(What is expected) Starting at the line that contains "use log::info;" and ending at the line that contains "recipe clipper on", the lines below are to be given again exactly, with nothing added.

(Collected data)
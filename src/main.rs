use std::sync::Arc;

use log::info;
use recipe_clipper::{load_config, server, Clipper};
use tokio::net::TcpListener;

#[tokio::main]
async fn main() -> Result<(), Box<dyn std::error::Error>> {
    env_logger::init();

    let config = load_config()?;
    let bind = config.server.bind.clone();
    let clipper = Clipper::builder().config(config).build()?;

    let listener = TcpListener::bind(&bind)
        .await
        .map_err(|e| format!("failed to bind {bind}: {e}"))?;
    info!("Starting recipe clipper on {}", bind);

    server::serve(listener, Arc::new(clipper)).await?;
    Ok(())
}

(Problem solution)
use log::info;
use recipe_clipper::{load_config, server, Clipper};
use tokio::net::TcpListener;

#[tokio::main]
async fn main() -> Result<(), Box<dyn std::error::Error>> {
    env_logger::init();

    let config = load_config()?;
    let bind = config.server.bind.clone();
    let clipper = Clipper::builder().config(config).build()?;

    let listener = TcpListener::bind(&bind)
        .await
        .map_err(|e| format!("failed to bind {bind}: {e}"))?;
    info!("Starting recipe clipper on {}", bind);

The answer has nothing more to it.